What the task asks: Show the lines below where "unfiltered" occurs.

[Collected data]

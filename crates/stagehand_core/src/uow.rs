//! Unit of work: repository cache, commit point and context lifetime.
//!
//! # Responsibility
//! - Own the shared store context for its whole lifetime.
//! - Hand out exactly one repository per entity type, cached by type.
//! - Expose one all-or-nothing commit point over every staged change.
//!
//! # Invariants
//! - Repeated `repository::<T>()` calls return the identical cached
//!   handle, so all callers share one staged-change view per type.
//! - Once disposed, `repository` and `save_changes` fail with
//!   `StoreError::Disposed`; disposing again is a safe no-op.
//! - While the dispose lock is set, `dispose` has no effect and the
//!   instance stays fully usable.

use crate::context::{StoreContext, StoreError, StoreResult};
use crate::entity::Entity;
use crate::repo::Repository;
use log::{debug, info};
use rusqlite::Connection;
use std::any::{Any, TypeId};
use std::cell::{Cell, RefCell};
use std::collections::HashMap;
use std::rc::Rc;

/// Coordinator owning one store context and a type-keyed repository cache.
///
/// Single-threaded by design: one unit of work serves one logical caller.
/// Independent instances, each with their own connection, do not share
/// state and may run side by side.
pub struct UnitOfWork {
    session: Rc<StoreContext>,
    /// Type-erased cache: `TypeId` of the entity type maps to the
    /// `Rc<Repository<T>>` constructed on first request.
    repositories: RefCell<HashMap<TypeId, Box<dyn Any>>>,
    dispose_locked: Cell<bool>,
    disposed: Cell<bool>,
}

impl UnitOfWork {
    /// Creates a unit of work owning the given connection.
    ///
    /// The connection is wrapped into a fresh [`StoreContext`] and stays
    /// owned by this instance until disposal.
    pub fn new(conn: Connection) -> Self {
        info!("event=uow_create module=uow status=ok");
        Self {
            session: Rc::new(StoreContext::new(conn)),
            repositories: RefCell::new(HashMap::new()),
            dispose_locked: Cell::new(false),
            disposed: Cell::new(false),
        }
    }

    /// Returns the repository for entity type `T`.
    ///
    /// The first call constructs and caches it; later calls return the
    /// identical handle, so staged state is shared between them.
    pub fn repository<T: Entity>(&self) -> StoreResult<Rc<Repository<T>>> {
        if self.disposed.get() {
            return Err(StoreError::Disposed);
        }

        let mut repositories = self.repositories.borrow_mut();
        let type_id = TypeId::of::<T>();

        if let Some(cached) = repositories.get(&type_id) {
            if let Some(repository) = cached.downcast_ref::<Rc<Repository<T>>>() {
                debug!(
                    "event=repo_cache module=uow status=hit table={}",
                    T::TABLE
                );
                return Ok(repository.clone());
            }
        }

        debug!(
            "event=repo_cache module=uow status=miss table={}",
            T::TABLE
        );
        let repository = Rc::new(Repository::<T>::new(self.session.clone()));
        repositories.insert(type_id, Box::new(repository.clone()));
        Ok(repository)
    }

    /// Flushes every staged mutation across all repositories in one
    /// transaction.
    ///
    /// All-or-nothing: on failure nothing is persisted, the engine's
    /// diagnostic is passed through, and the staged changes stay intact.
    pub fn save_changes(&self) -> StoreResult<()> {
        if self.disposed.get() {
            return Err(StoreError::Disposed);
        }
        self.session.save_changes()
    }

    /// Releases the owned context unless the dispose lock is set.
    ///
    /// When locked this is a no-op and the instance stays usable: the
    /// lock is the caller's safety valve while longer-lived consumers
    /// still hold repository handles. Disposing an already disposed
    /// instance is a safe no-op.
    pub fn dispose(&self) {
        if self.dispose_locked.get() {
            debug!("event=dispose module=uow status=skipped reason=dispose_lock");
            return;
        }
        if self.disposed.get() {
            return;
        }
        self.disposed.set(true);
        self.repositories.borrow_mut().clear();
        self.session.release();
        info!("event=dispose module=uow status=ok");
    }

    /// Sets or clears the dispose lock.
    ///
    /// A single boolean gate, not a reference count: the caller that
    /// shares this unit of work manages it.
    pub fn set_dispose_lock(&self, locked: bool) {
        self.dispose_locked.set(locked);
    }

    pub fn is_dispose_locked(&self) -> bool {
        self.dispose_locked.get()
    }

    pub fn is_disposed(&self) -> bool {
        self.disposed.get()
    }
}

impl Drop for UnitOfWork {
    fn drop(&mut self) {
        // Honors the dispose lock; a locked instance releases its
        // connection only when the last context handle drops.
        self.dispose();
    }
}
//! SQLite connection bootstrap for stagehand stores.
//!
//! # Responsibility
//! - Open and configure SQLite connections consumed by `StoreContext`.
//! - Apply caller-supplied schema DDL before data access starts.
//!
//! # Invariants
//! - Returned connections have `foreign_keys=ON` and a busy timeout set.
//! - Schema ownership stays with the caller; this layer never invents DDL.

use std::error::Error;
use std::fmt::{Display, Formatter};

mod open;

pub use open::{apply_schema, open_db, open_db_in_memory};

pub type DbResult<T> = Result<T, DbError>;

/// Transport-level database error.
#[derive(Debug)]
pub enum DbError {
    Sqlite(rusqlite::Error),
}

impl Display for DbError {
    fn fmt(&self, f: &mut Formatter<'_>) -> std::fmt::Result {
        match self {
            Self::Sqlite(err) => write!(f, "{err}"),
        }
    }
}

impl Error for DbError {
    fn source(&self) -> Option<&(dyn Error + 'static)> {
        match self {
            Self::Sqlite(err) => Some(err),
        }
    }
}

impl From<rusqlite::Error> for DbError {
    fn from(value: rusqlite::Error) -> Self {
        Self::Sqlite(value)
    }
}
//! Entity metadata contract consumed by repositories and the store context.
//!
//! # Responsibility
//! - Describe how one entity type maps onto its table: columns, key,
//!   row parsing, value encoding, declared relations.
//! - Keep the core generic: concrete entity definitions live with callers.
//!
//! # Invariants
//! - `COLUMNS` and `to_values` agree on order and arity.
//! - `KEY_COLUMN` appears in `COLUMNS` and `key_value` returns its value.

use crate::context::StoreResult;
use rusqlite::types::Value;
use rusqlite::Row;

/// Mapping contract between one entity type and its table.
///
/// Implemented by caller-defined entity structs. The core never inspects
/// entity fields directly; everything flows through this metadata surface.
pub trait Entity: Clone + 'static {
    /// Table name backing this entity type.
    const TABLE: &'static str;

    /// Column names in canonical order, key column included.
    const COLUMNS: &'static [&'static str];

    /// Primary key column name.
    const KEY_COLUMN: &'static str;

    /// Current primary key value, encoded as a SQLite value.
    ///
    /// Kept as [`Value`] rather than a fixed numeric type so keys of any
    /// shape SQLite accepts (integer, text, blob) work uniformly.
    fn key_value(&self) -> Value;

    /// Column values in `COLUMNS` order.
    fn to_values(&self) -> Vec<Value>;

    /// Parses one entity from a row selected with plain `COLUMNS` names.
    ///
    /// Implementations should reject invalid persisted state instead of
    /// masking it.
    fn from_row(row: &Row<'_>) -> StoreResult<Self>;

    /// Relations this entity type can eagerly load. Empty by default.
    fn relations() -> &'static [RelationDef] {
        &[]
    }

    /// Receives eagerly loaded rows for one declared relation.
    ///
    /// Called once per requested relation after a fetch with includes,
    /// with `rows` possibly empty. The default ignores related data; entity
    /// types with navigation fields override this to populate them.
    fn attach_related(&mut self, _relation: &'static str, _rows: Vec<RelatedRow>) {}
}

/// Direction of a declared relation.
#[derive(Debug, Clone, Copy, PartialEq, Eq)]
pub enum RelationKind {
    /// This entity holds a foreign key to one target row.
    BelongsTo,
    /// Target rows hold a foreign key back to this entity.
    HasMany,
}

/// One eagerly loadable relation declared by an entity type.
#[derive(Debug, Clone, Copy)]
pub struct RelationDef {
    /// Relation name used in include lists and `attach_related`.
    pub name: &'static str,
    pub kind: RelationKind,
    /// Table holding the related rows.
    pub target_table: &'static str,
    /// Related columns in the order delivered by [`RelatedRow`].
    pub target_columns: &'static [&'static str],
    /// Join column on this entity's table.
    pub local_column: &'static str,
    /// Join column on the target table.
    pub target_join_column: &'static str,
}

/// One related row delivered to `attach_related`.
///
/// Values follow the owning relation's `target_columns` order.
#[derive(Debug, Clone)]
pub struct RelatedRow {
    pub values: Vec<Value>,
}

/// Looks up a declared relation by name.
pub(crate) fn find_relation<T: Entity>(name: &str) -> Option<&'static RelationDef> {
    T::relations().iter().find(|relation| relation.name == name)
}

/// Renders a SQLite value for diagnostics and error messages.
pub(crate) fn value_text(value: &Value) -> String {
    match value {
        Value::Null => "NULL".to_string(),
        Value::Integer(i) => i.to_string(),
        Value::Real(r) => r.to_string(),
        Value::Text(s) => s.clone(),
        Value::Blob(b) => format!("<blob {} bytes>", b.len()),
    }
}
//! Per-entity-type repository surface.
//!
//! # Responsibility
//! - Provide uniform CRUD and query entry points for one entity type.
//! - Stage mutations against the shared context; nothing persists until
//!   the owning unit of work saves changes.
//!
//! # Invariants
//! - A repository never outlives its context: once the context is
//!   released, every operation fails with `StoreError::Disposed`.
//! - Read paths return `Ok(None)` / empty sets for absence, never errors.

use crate::context::{StoreContext, StoreResult};
use crate::entity::{find_relation, Entity};
use crate::query::{Filter, Query};
use rusqlite::types::Value;
use std::marker::PhantomData;
use std::rc::Rc;

/// Data-access surface for one entity type over a shared store context.
///
/// Obtained from [`UnitOfWork::repository`](crate::uow::UnitOfWork::repository);
/// one instance exists per entity type per unit of work.
pub struct Repository<T: Entity> {
    session: Rc<StoreContext>,
    _marker: PhantomData<T>,
}

impl<T: Entity> Repository<T> {
    pub(crate) fn new(session: Rc<StoreContext>) -> Self {
        Self {
            session,
            _marker: PhantomData,
        }
    }

    /// Looks up one entity by primary key.
    ///
    /// Consults staged inserts first, so an entity inserted through this
    /// unit of work is visible before commit. Absence is `Ok(None)`.
    pub fn get_by_id(&self, id: impl Into<Value>) -> StoreResult<Option<T>> {
        let key = id.into();
        if let Some(staged) = self.session.find_staged_insert::<T>(&key)? {
            return Ok(Some(staged));
        }
        Query::new(self.session.clone(), Some(Filter::Eq(T::KEY_COLUMN, key)))
            .limit(1)
            .fetch_one()
    }

    /// Filters with an arbitrary Rust predicate.
    ///
    /// Materializes every row of the backing table, then filters lazily
    /// in memory. Use [`Repository::query`] when the predicate can be
    /// expressed as a [`Filter`]; this path exists for predicate logic the
    /// engine cannot translate, and the caller accepts the full
    /// materialization cost.
    pub fn search<P>(&self, predicate: P) -> StoreResult<impl Iterator<Item = T>>
    where
        P: FnMut(&T) -> bool,
    {
        let entities = self.get_all().fetch()?;
        Ok(entities.into_iter().filter(predicate))
    }

    /// Returns a deferred query filtered by `filter`.
    ///
    /// Nothing executes until `fetch`; the predicate is pushed down to
    /// the engine, and the caller may compose ordering, paging and
    /// includes first.
    pub fn query(&self, filter: Filter) -> Query<T> {
        Query::new(self.session.clone(), Some(filter))
    }

    /// Returns a deferred, unfiltered query over the whole table.
    pub fn get_all(&self) -> Query<T> {
        Query::new(self.session.clone(), None)
    }

    /// Executes caller-supplied SQL text and maps rows onto `T`.
    ///
    /// Direct passthrough: the text is not inspected, rewritten or
    /// sanitized, and the caller is responsible for its correctness and
    /// injection safety. The selected columns must cover `T::COLUMNS`.
    pub fn raw_query(&self, sql: &str) -> StoreResult<Vec<T>> {
        self.session.with_conn(|conn| {
            let mut stmt = conn.prepare(sql)?;
            let mut rows = stmt.query([])?;
            let mut entities = Vec::new();
            while let Some(row) = rows.next()? {
                entities.push(T::from_row(row)?);
            }
            Ok(entities)
        })
    }

    /// Stages the entity for insertion; persisted on the next
    /// `save_changes`.
    pub fn insert(&self, entity: T) -> StoreResult<()> {
        self.session.stage_insert(entity)
    }

    /// Stages the entity for removal by key; persisted on the next
    /// `save_changes`.
    pub fn delete(&self, entity: &T) -> StoreResult<()> {
        self.session.stage_delete::<T>(entity.key_value())
    }

    /// Marks the entity's current field values as modified.
    ///
    /// The entity must already be tracked by this context (staged for
    /// insert) or attachable (present in storage); anything else is an
    /// [`Untracked`](crate::context::StoreError::Untracked) error rather
    /// than a silent attach.
    pub fn update(&self, entity: &T) -> StoreResult<()> {
        self.session.record_update(entity)
    }

    /// Returns a deferred query with eager loading for each named
    /// relation.
    ///
    /// Includes fold cumulatively into one statement: however many
    /// relations are requested, the store is hit exactly once, and the
    /// include order never changes the primary result set. `None` filter
    /// and an empty include list degrade to a plain unfiltered query.
    pub fn include_multiple(
        &self,
        filter: Option<Filter>,
        includes: &[&'static str],
    ) -> StoreResult<Query<T>> {
        for name in includes {
            if find_relation::<T>(name).is_none() {
                return Err(crate::context::StoreError::UnknownRelation {
                    table: T::TABLE,
                    relation: (*name).to_string(),
                });
            }
        }
        let mut query = Query::new(self.session.clone(), filter);
        for name in includes {
            query = query.include(*name);
        }
        Ok(query)
    }
}
//! Connection opening utilities.
//!
//! # Responsibility
//! - Open file or in-memory SQLite connections with stagehand pragmas.
//! - Emit `db_open` diagnostic events with duration and status.
//!
//! # Invariants
//! - Returned connections have `foreign_keys=ON`.
//! - Bootstrap failures close the connection by dropping it.

use super::DbResult;
use log::{error, info};
use rusqlite::Connection;
use std::path::Path;
use std::time::{Duration, Instant};

const BUSY_TIMEOUT: Duration = Duration::from_secs(5);

/// Opens a SQLite database file configured for store usage.
///
/// # Side effects
/// - Emits `db_open` logging events with duration and status.
pub fn open_db(path: impl AsRef<Path>) -> DbResult<Connection> {
    let started_at = Instant::now();
    info!("event=db_open module=db status=start mode=file");

    let result = Connection::open(path)
        .map_err(Into::into)
        .and_then(bootstrap_connection);

    report_open("file", started_at, result)
}

/// Opens an in-memory SQLite database configured for store usage.
///
/// In-memory databases live exactly as long as their connection; use a
/// file-backed database when state must survive across units of work.
pub fn open_db_in_memory() -> DbResult<Connection> {
    let started_at = Instant::now();
    info!("event=db_open module=db status=start mode=memory");

    let result = Connection::open_in_memory()
        .map_err(Into::into)
        .and_then(bootstrap_connection);

    report_open("memory", started_at, result)
}

/// Executes caller-supplied schema DDL as one batch.
///
/// The core owns no schema of its own: entity definitions and their DDL
/// belong to the caller, which applies them once before data access.
pub fn apply_schema(conn: &Connection, ddl: &str) -> DbResult<()> {
    conn.execute_batch(ddl)?;
    info!("event=apply_schema module=db status=ok");
    Ok(())
}

fn bootstrap_connection(conn: Connection) -> DbResult<Connection> {
    conn.execute_batch("PRAGMA foreign_keys = ON;")?;
    conn.busy_timeout(BUSY_TIMEOUT)?;
    Ok(conn)
}

fn report_open(
    mode: &str,
    started_at: Instant,
    result: DbResult<Connection>,
) -> DbResult<Connection> {
    match result {
        Ok(conn) => {
            info!(
                "event=db_open module=db status=ok mode={mode} duration_ms={}",
                started_at.elapsed().as_millis()
            );
            Ok(conn)
        }
        Err(err) => {
            error!(
                "event=db_open module=db status=error mode={mode} duration_ms={} error={err}",
                started_at.elapsed().as_millis()
            );
            Err(err)
        }
    }
}

#[cfg(test)]
mod tests {
    use super::{apply_schema, open_db_in_memory};

    #[test]
    fn open_in_memory_enables_foreign_keys() {
        let conn = open_db_in_memory().unwrap();
        let enabled: i64 = conn
            .query_row("PRAGMA foreign_keys;", [], |row| row.get(0))
            .unwrap();
        assert_eq!(enabled, 1);
    }

    #[test]
    fn apply_schema_creates_tables() {
        let conn = open_db_in_memory().unwrap();
        apply_schema(&conn, "CREATE TABLE probe (id INTEGER PRIMARY KEY);").unwrap();
        let count: i64 = conn
            .query_row(
                "SELECT COUNT(*) FROM sqlite_master WHERE name = 'probe';",
                [],
                |row| row.get(0),
            )
            .unwrap();
        assert_eq!(count, 1);
    }
}
use std::collections::BTreeMap;
use std::fs;
use std::io;
use std::path::{Path, PathBuf};

use chrono::Utc;
use serde::{Deserialize, Serialize};
use serde::de::DeserializeOwned;
use thiserror::Error;
use tracing::info;

use crate::encoder::{EncodeError, TeamEncoder};
use crate::forest::RandomForest;
use crate::preprocess::{FEATURE_NAMES, MatchResult};

pub const ARTIFACT_VERSION: u32 = 1;
pub const MODEL_FILE: &str = "rf_model.json";
pub const ENCODER_FILE: &str = "team_mapping.json";

#[derive(Debug, Error)]
pub enum ArtifactError {
    #[error("io error on {path}: {source}")]
    Io {
        path: PathBuf,
        #[source]
        source: io::Error,
    },

    #[error("invalid artifact json in {path}: {source}")]
    Parse {
        path: PathBuf,
        #[source]
        source: serde_json::Error,
    },

    #[error("serialize artifact: {0}")]
    Serialize(#[source] serde_json::Error),

    #[error("{path} has artifact version {found}, expected {expected}")]
    Version {
        path: PathBuf,
        found: u32,
        expected: u32,
    },

    #[error("{path} content does not match its recorded fingerprint")]
    Corrupt { path: PathBuf },

    #[error("model was trained with encoder {model_expects}, found encoder {encoder_has}")]
    EncoderMismatch {
        model_expects: String,
        encoder_has: String,
    },

    #[error("model feature columns {found:?} do not match {expected:?}")]
    FeatureOrder {
        found: Vec<String>,
        expected: Vec<String>,
    },

    #[error("model forest is malformed")]
    MalformedForest,

    #[error("encoder artifact rejected: {0}")]
    Encoding(#[from] EncodeError),
}

#[derive(Debug, Clone, PartialEq, Eq)]
pub struct ArtifactPaths {
    pub model: PathBuf,
    pub encoder: PathBuf,
}

impl ArtifactPaths {
    pub fn in_dir(dir: &Path) -> Self {
        Self {
            model: dir.join(MODEL_FILE),
            encoder: dir.join(ENCODER_FILE),
        }
    }
}

#[derive(Debug, Clone, Serialize, Deserialize)]
pub struct EncoderArtifact {
    pub version: u32,
    pub generated_at: String,
    pub fingerprint: String,
    pub codes: BTreeMap<String, u32>,
}

#[derive(Debug, Clone, Serialize, Deserialize)]
pub struct ModelArtifact {
    pub version: u32,
    pub generated_at: String,
    pub encoder_fingerprint: String,
    pub feature_names: Vec<String>,
    pub classes: Vec<MatchResult>,
    pub forest: RandomForest,
}

/// A model and the encoder it was trained with, checked against each other.
#[derive(Debug, Clone)]
pub struct ArtifactPair {
    pub encoder: TeamEncoder,
    pub model: RandomForest,
    pub generated_at: String,
}

/// Write both artifacts to temporary siblings, then move them into place:
/// encoder first, model last. A crash in between leaves an old model next to
/// a new encoder, which `load_pair` rejects on the fingerprint.
pub fn save_pair(
    paths: &ArtifactPaths,
    encoder: &TeamEncoder,
    model: &RandomForest,
) -> Result<String, ArtifactError> {
    let generated_at = Utc::now().to_rfc3339();
    let fingerprint = encoder.fingerprint();

    let encoder_artifact = EncoderArtifact {
        version: ARTIFACT_VERSION,
        generated_at: generated_at.clone(),
        fingerprint: fingerprint.clone(),
        codes: encoder.codes().clone(),
    };
    let model_artifact = ModelArtifact {
        version: ARTIFACT_VERSION,
        generated_at: generated_at.clone(),
        encoder_fingerprint: fingerprint.clone(),
        feature_names: FEATURE_NAMES.iter().map(|s| s.to_string()).collect(),
        classes: MatchResult::ALL.to_vec(),
        forest: model.clone(),
    };

    let encoder_tmp = write_tmp(&paths.encoder, &encoder_artifact)?;
    let model_tmp = write_tmp(&paths.model, &model_artifact)?;
    swap_into_place(&encoder_tmp, &paths.encoder)?;
    swap_into_place(&model_tmp, &paths.model)?;

    info!(
        model = %paths.model.display(),
        encoder = %paths.encoder.display(),
        fingerprint = %fingerprint,
        "artifact pair saved"
    );
    Ok(fingerprint)
}

pub fn load_encoder(path: &Path) -> Result<TeamEncoder, ArtifactError> {
    let artifact: EncoderArtifact = read_json(path)?;
    check_version(path, artifact.version)?;
    let encoder = TeamEncoder::from_codes(artifact.codes)?;
    if encoder.fingerprint() != artifact.fingerprint {
        return Err(ArtifactError::Corrupt {
            path: path.to_path_buf(),
        });
    }
    Ok(encoder)
}

/// Load and cross-check a model/encoder pair. Any mismatch is fatal.
pub fn load_pair(paths: &ArtifactPaths) -> Result<ArtifactPair, ArtifactError> {
    let encoder = load_encoder(&paths.encoder)?;

    let model: ModelArtifact = read_json(&paths.model)?;
    check_version(&paths.model, model.version)?;

    let encoder_has = encoder.fingerprint();
    if model.encoder_fingerprint != encoder_has {
        return Err(ArtifactError::EncoderMismatch {
            model_expects: model.encoder_fingerprint,
            encoder_has,
        });
    }
    if model.feature_names.iter().map(String::as_str).ne(FEATURE_NAMES) {
        return Err(ArtifactError::FeatureOrder {
            found: model.feature_names,
            expected: FEATURE_NAMES.iter().map(|s| s.to_string()).collect(),
        });
    }
    if model.classes != MatchResult::ALL || !model.forest.is_well_formed() {
        return Err(ArtifactError::MalformedForest);
    }

    Ok(ArtifactPair {
        encoder,
        model: model.forest,
        generated_at: model.generated_at,
    })
}

fn check_version(path: &Path, found: u32) -> Result<(), ArtifactError> {
    if found == ARTIFACT_VERSION {
        return Ok(());
    }
    Err(ArtifactError::Version {
        path: path.to_path_buf(),
        found,
        expected: ARTIFACT_VERSION,
    })
}

fn read_json<T: DeserializeOwned>(path: &Path) -> Result<T, ArtifactError> {
    let raw = fs::read(path).map_err(|source| ArtifactError::Io {
        path: path.to_path_buf(),
        source,
    })?;
    serde_json::from_slice(&raw).map_err(|source| ArtifactError::Parse {
        path: path.to_path_buf(),
        source,
    })
}

fn write_tmp<T: Serialize>(path: &Path, value: &T) -> Result<PathBuf, ArtifactError> {
    if let Some(parent) = path.parent() {
        fs::create_dir_all(parent).map_err(|source| ArtifactError::Io {
            path: parent.to_path_buf(),
            source,
        })?;
    }
    let tmp = path.with_extension("json.tmp");
    let json = serde_json::to_vec(value).map_err(ArtifactError::Serialize)?;
    fs::write(&tmp, json).map_err(|source| ArtifactError::Io {
        path: tmp.clone(),
        source,
    })?;
    Ok(tmp)
}

fn swap_into_place(tmp: &Path, path: &Path) -> Result<(), ArtifactError> {
    fs::rename(tmp, path).map_err(|source| ArtifactError::Io {
        path: path.to_path_buf(),
        source,
    })
}
use std::sync::Arc;

use crate::service::{PredictionService, ServiceSlot};

use super::rate_limit::ClientLimiter;

/// Shared state for all handlers
#[derive(Clone)]
pub struct AppState {
    pub service: Arc<ServiceSlot>,
    pub limiter: Arc<ClientLimiter>,
}

impl AppState {
    pub fn new(service: Arc<ServiceSlot>, limiter: Arc<ClientLimiter>) -> Self {
        Self { service, limiter }
    }

    /// Convenience for tests and benches: one service, fresh limiter.
    pub fn with_service(service: PredictionService, per_minute: u32) -> Self {
        Self::new(
            Arc::new(ServiceSlot::new(service)),
            Arc::new(ClientLimiter::per_minute(per_minute)),
        )
    }
}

Answer space:
    /// Returns a deferred, unfiltered query over the whole table.
    /// and an empty include list degrade to a plain unfiltered query.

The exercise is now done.